Abram però è ricordato dai più soprattutto per il suo ruolo fondamentale nella famosa spedizione del 1954 al K2. Infatti, oltre ad essere stato uno dei più attivi nella fase di preparazione dei campi e della via, fu lui che fornì un fondamentale aiuto a Walter Bonatti e all'hunza Amir Mahdi per trasportare sopra il campo VIII le bombole di ossigeno che, il giorno dopo, consentirono la salita in vetta di Lino Lacedelli e Achille Compagnoni. Quel Venerdì 30 luglio del 1954 Abram si fermò, assolutamente esausto e sfinito, a 8000 metri, lasciando il compito ai due compagni di compiere quegli ultimi 100 metri di dislivello che mancavano al punto concordato con Compagnoni e Lacedelli che li precedevano. D'altra parte prima di scendere al campo VIII Abram e i sui due compagni avevano comunicato a voce proprio con i due alpinisti di testa. Insomma, nulla faceva presagire quello che avvenne in seguito: il mancato incontro tra i due gruppi e il conseguente terribile bivacco a 8100 metri di Bonatti e Mahdi. Un episodio che per pochissimo, anzi quasi miracolosamente, non sfociò in tragedia e che tanto ha fatto discutere in seguito. Tra l'altro nella ricostruzione di quanto accaduto Abram fu uno dei testimoni fondamentali anche perché, in virtù del suo lavoro di frigorista, era anche il responsabile tecnico delle bombole d'ossigeno.
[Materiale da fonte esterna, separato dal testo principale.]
use codeframe_evaluator::{render_preview, Collector, RenderOptions};
use criterion::{black_box, criterion_group, criterion_main, Criterion};

fn collect_fragments() -> codeframe_evaluator::CollectedFragments {
    let mut collector = Collector::new();
    for i in 0..20 {
        collector.collect(
            Some("css"),
            &format!(".widget-{} {{ color: rgb({}, 0, 0); }}", i, i * 10),
        );
        collector.collect(
            Some("html"),
            &format!("<div class=\"widget-{}\">widget {}</div>", i, i),
        );
        collector.collect(
            Some("javascript"),
            &format!("console.log(\"widget {}\");", i),
        );
    }
    collector.finish()
}

fn bench_collect(c: &mut Criterion) {
    c.bench_function("collect_60_fragments", |b| {
        b.iter(|| black_box(collect_fragments()))
    });
}

fn bench_render(c: &mut Criterion) {
    let fragments = collect_fragments();
    let options = RenderOptions::default();
    c.bench_function("render_widget", |b| {
        b.iter(|| render_preview(black_box(&fragments), &options))
    });
}

criterion_group!(benches, bench_collect, bench_render);
criterion_main!(benches);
Ma aldilà e oltre il K2, la vita di Erich Abram è stata davvero intensa e speciale. Ne fa fede il libro “Erich Abram, un alpinista bolzanino” curato da Augusto Golin, una testimonianza inedita che racconta le mille avventure vissute da questo uomo del Sud Tirolo: dalla guerra di Russia prima, alla prigionia, alle scalate in Dolomiti, ai primi voli e soccorsi come pilota di aereo, alla sua passione per l'esplorazione e per l'arrampicata. Sì, con Erich Abram se ne va l'ultimo di quegli alpinisti del mitico K2 degli italiani ma se ne va anche un protagonista e un testimone di un mondo che non c'è più.